We came across it some years back when travelling the coast road in north Norfolk. Having failed to find a parking spot in nearby Cley-next-the Sea (pronounced Cly as in spy, yes and believe it or not there is a place called Cley Spy) we travelled on. All these small coastal villages are solid in the summer months and we normally go there out of holiday times and out of season.
But this time no, so we were looking for somewhere to stop and get a cup of tea and a bun and though we had passed this place numerous times had never stopped as it is not instantly appealing, and its placement means you are past it before you can make a decision to stop; but needs must so this time we made the effort.
The car park is a pretty good indication of what is to come: not exactly accessible and shared with the staff of the village school directly opposite. No space this time so we parked in the road of the T junction, itself a challenge as there is no pavement and you get out on the passenger side straight into a running ditch if not careful.

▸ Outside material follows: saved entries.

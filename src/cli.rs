//! CLI for this application
//!
use std::net::SocketAddr;

use crate::settings;

pub const APP_NAME: &str = env!("CARGO_PKG_NAME");
pub const APP_VERSION: &str = env!("CARGO_PKG_VERSION");

#[derive(Clone, Debug, clap::Parser)]
pub struct Cli {
    // Server listen address
    #[clap(
        long,
        default_value = "0.0.0.0",
        env("USHER_LISTEN_ADDRESS"),
        help = "IP Address to listen on"
    )]
    pub listen_address: String,

    // HTTP API listen port
    #[clap(
        long,
        default_value = settings::DEFAULT_PORT_HTTP,
        env("USHER_HTTP_LISTEN_PORT"),
        help = "Port to bind the Usher HTTP API server to"
    )]
    pub listen_port: u16,

    // UDP listen port for heartbeats
    #[clap(
        long,
        default_value = settings::DEFAULT_PORT_UDP,
        env("USHER_UDP_LISTEN_PORT"),
        help = "Port to bind the Usher UDP heartbeat bus to"
    )]
    pub listen_port_udp: u16,

    // Seconds between heartbeat announcements
    #[clap(
        long,
        default_value = "5",
        env("USHER_HEARTBEAT_INTERVAL_SECONDS"),
        help = "Seconds between heartbeat announcements while seeking"
    )]
    pub heartbeat_interval_seconds: u64,

    // Resource count for semaphores created through the API
    #[clap(
        long,
        default_value = "1",
        env("USHER_DEFAULT_RESOURCES"),
        help = "Resource count for semaphores created without an explicit count"
    )]
    pub default_resources: u32,

    // Re-rank immediately when a semaphore is resized
    #[clap(
        long,
        env("USHER_REEVALUATE_ON_RESIZE"),
        help = "Re-rank seeking semaphores immediately when their resource count changes"
    )]
    pub reevaluate_on_resize: bool,

    // How heartbeats leave this process
    #[clap(
        long,
        default_value = "udp",
        env("USHER_RUN_MODE"),
        help = "run-mode: 'udp' or 'memory'"
    )]
    pub run_mode: settings::RunMode,

    // Cluster configuration information: peer heartbeat addresses
    #[clap(
        long,
        env("USHER_TOPOLOGY"),
        value_delimiter = ',',
        help = "Peer UDP addresses (e.g., 10.0.0.2:8462,10.0.0.3:8462). If empty, this peer runs alone."
    )]
    pub topology: Vec<SocketAddr>,
}

impl Cli {
    pub fn into_settings(self) -> settings::Settings {
        settings::Settings {
            listen_address: self.listen_address,
            listen_port: self.listen_port,
            listen_port_udp: self.listen_port_udp,
            heartbeat_interval_secs: self.heartbeat_interval_seconds,
            default_resources: self.default_resources,
            reevaluate_on_resize: self.reevaluate_on_resize,
            run_mode: self.run_mode,
            topology: self.topology.into_iter().collect(),
        }
    }
}

#[cfg(test)]
mod tests {
    use super::*;
    use clap::Parser;

    #[test]
    fn test_defaults() {
        let cli = Cli::parse_from(["usher"]);
        let settings = cli.into_settings();
        assert_eq!(settings.listen_port, settings::STANDARD_PORT_HTTP);
        assert_eq!(settings.listen_port_udp, settings::STANDARD_PORT_UDP);
        assert_eq!(settings.heartbeat_interval_secs, 5);
        assert_eq!(settings.default_resources, 1);
        assert!(!settings.reevaluate_on_resize);
        assert!(settings.topology.is_empty());
    }

    #[test]
    fn test_topology_parses_comma_separated_addresses() {
        let cli = Cli::parse_from([
            "usher",
            "--topology",
            "10.0.0.2:8462,10.0.0.3:8462",
            "--run-mode",
            "udp",
        ]);
        let settings = cli.into_settings();
        assert_eq!(settings.topology.len(), 2);
        assert!(settings.topology.contains(&"10.0.0.2:8462".parse().unwrap()));
    }
}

Everything about this place is of a time. The outdoor tables and benches have seen better days yet are full of on a sunny day of fellow travellers eating and drinking, yet it is when entering for the first time that you are taken aback by what appears to be not a cafe but an antiques shop, library and art gallery all in one untidy heap. After going there for years nothing seems strange any more, the half price book sale has been going on since that first visit and before, some of the 'antiques' gather dust with time and I have never seen anything sold but I could be wrong.
Several local artists have their works on the walls and unframed works and photos are in racks to browse through. I often browse these and they do sell as I notice certain favorite pieces are missing each time I browse.
The Old Reading Rooms is laid out with an entrance and food counter plus seating and tables and you then go through an arch to another room that has a divider of books and antiques down the middle, you really can’t escape anything in the back room. To the left is another room crammed with works of art, antiques etc in a totally shambolic arrangement, sort of early Tescos where all is shoved in your face, though in this case I don’t think that was the intention, more the case of finding a space and filling it.
The toilets are to the rear of this room at the back of a smaller room that used to have outdoor walking gear for sale - hats, shoes, coats, rainwear. Not much of that left now, a couple of all weather hats and a small asst of anoraks, perhaps this side of the business has not been a roaring success or just forgotten it is still there ? The gentlemen's toilet completes the tour: a long thin room with a hand basin on entry, then for reasons unknown a five-foot metal filing cabinet with a padlock, then the toilet. I have never had the nerve to ask about the placement of the filing cabinet, but I should for the sake of my sanity as every time I go there I ask myself why !
The real reason for any visit to the Old Reading Rooms is naturally not books, antiques or art works but the food and drink, and this is where it gets good. The display in the food cabinet gives a clue to what's on offer: all is made on the premises. You give your order to the always jovial Mine Host, ably assisted by family and some others in the high season; the tray of goodies is brought to your table, a table I might add covered in a plastic tablecloth depicting fruit from probably the fifties. All the chairs fail to match which gives the place a certain frisson; nothing is too much trouble for the owner who will get cushions for those with ‘problems’ and the like, without ever a hint.
To start you get a pot of tea of a standard rare these days, it actually tastes like tea and you get a pot plus hot water to give you about four cups should you need it. The food is on a fairly short menu: sandwiches, toasted sandwiches , panini, jacket potatoes, quiche, pasties (all their own), the list you can see in the photo, even the menu is utilitarian. But the cakes and puds are what make this place stand out - as I said, all made on the premises: deep filled apple pie, lemon meringue, cherry tart, and more; cakes are Victoria sponge, carrot cake, coffee and walnut, two types of chocolate cake and on and on, all are delicious all have that lovely moist texture and all come with cream if you so wish.
The story would not be complete without giving a run-down on the clientele. It has to be said that this part of Norfolk is full of retirees and many frequent this place, you can tell as all are greeted with first names and on occasions the people coming through the door resemble that outing in Reach For The Sky when the injured patients from the hospital go out to the tea rooms complete with plastered limbs and crutches. By the same token a lot of bikers use the place and others but mainly it is the older section of society, as myself these days, that know a good thing when they come across it and fill the tables on a regular basis.
It is always fatal to say there can’t be many places like this left, but reality says they must be a dying breed, rather like the clientele, still at least the cakes have been appreciated by many and with luck will be for some years to come.